[What is being asked] Find the line containing "JSON export file" in the listing below. Repeat it exactly, along with each following line up to and including the one containing "let links = store.search(query)?;".
______________________________
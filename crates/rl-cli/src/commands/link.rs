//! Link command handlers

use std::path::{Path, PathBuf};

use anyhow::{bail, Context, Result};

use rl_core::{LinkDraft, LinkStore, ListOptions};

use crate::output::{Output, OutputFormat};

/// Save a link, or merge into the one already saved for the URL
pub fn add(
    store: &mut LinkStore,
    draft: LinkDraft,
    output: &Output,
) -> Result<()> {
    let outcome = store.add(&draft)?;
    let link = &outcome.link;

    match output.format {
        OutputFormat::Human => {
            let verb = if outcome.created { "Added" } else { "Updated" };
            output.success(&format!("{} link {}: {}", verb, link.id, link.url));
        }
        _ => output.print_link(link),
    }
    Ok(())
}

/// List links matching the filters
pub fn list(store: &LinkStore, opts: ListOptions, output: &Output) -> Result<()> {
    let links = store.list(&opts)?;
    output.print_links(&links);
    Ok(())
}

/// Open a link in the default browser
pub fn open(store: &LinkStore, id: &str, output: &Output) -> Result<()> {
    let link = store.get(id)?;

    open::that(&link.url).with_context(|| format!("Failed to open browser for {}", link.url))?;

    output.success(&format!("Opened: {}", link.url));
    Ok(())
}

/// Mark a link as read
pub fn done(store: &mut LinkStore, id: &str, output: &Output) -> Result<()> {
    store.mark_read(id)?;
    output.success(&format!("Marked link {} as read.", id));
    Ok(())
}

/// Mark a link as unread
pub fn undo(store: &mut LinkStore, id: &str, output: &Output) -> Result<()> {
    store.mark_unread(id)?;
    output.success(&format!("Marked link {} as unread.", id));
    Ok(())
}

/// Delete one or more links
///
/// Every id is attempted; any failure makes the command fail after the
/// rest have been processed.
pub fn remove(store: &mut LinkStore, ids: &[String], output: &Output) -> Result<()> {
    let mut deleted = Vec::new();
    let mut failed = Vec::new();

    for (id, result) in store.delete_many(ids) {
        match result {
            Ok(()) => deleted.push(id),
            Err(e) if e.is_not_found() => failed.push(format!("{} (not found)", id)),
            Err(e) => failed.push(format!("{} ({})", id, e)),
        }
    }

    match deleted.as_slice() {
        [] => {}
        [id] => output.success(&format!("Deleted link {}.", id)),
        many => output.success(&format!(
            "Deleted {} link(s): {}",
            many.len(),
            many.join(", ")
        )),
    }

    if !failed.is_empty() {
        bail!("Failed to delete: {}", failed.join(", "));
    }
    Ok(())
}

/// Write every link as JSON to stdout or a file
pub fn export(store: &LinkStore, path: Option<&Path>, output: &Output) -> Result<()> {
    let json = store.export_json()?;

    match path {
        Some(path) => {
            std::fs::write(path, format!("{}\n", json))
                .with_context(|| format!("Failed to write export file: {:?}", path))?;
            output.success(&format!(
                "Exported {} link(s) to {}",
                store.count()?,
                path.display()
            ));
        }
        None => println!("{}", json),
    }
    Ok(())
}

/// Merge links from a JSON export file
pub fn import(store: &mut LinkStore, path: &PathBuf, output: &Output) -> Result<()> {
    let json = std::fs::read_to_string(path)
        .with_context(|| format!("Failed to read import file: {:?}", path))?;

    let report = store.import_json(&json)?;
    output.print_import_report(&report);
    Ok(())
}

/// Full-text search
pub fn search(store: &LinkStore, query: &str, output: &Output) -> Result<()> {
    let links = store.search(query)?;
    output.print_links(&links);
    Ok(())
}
______________________________
[Task solution]
/// Merge links from a JSON export file
pub fn import(store: &mut LinkStore, path: &PathBuf, output: &Output) -> Result<()> {
    let json = std::fs::read_to_string(path)
        .with_context(|| format!("Failed to read import file: {:?}", path))?;

    let report = store.import_json(&json)?;
    output.print_import_report(&report);
    Ok(())
}

/// Full-text search
pub fn search(store: &LinkStore, query: &str, output: &Output) -> Result<()> {
    let links = store.search(query)?;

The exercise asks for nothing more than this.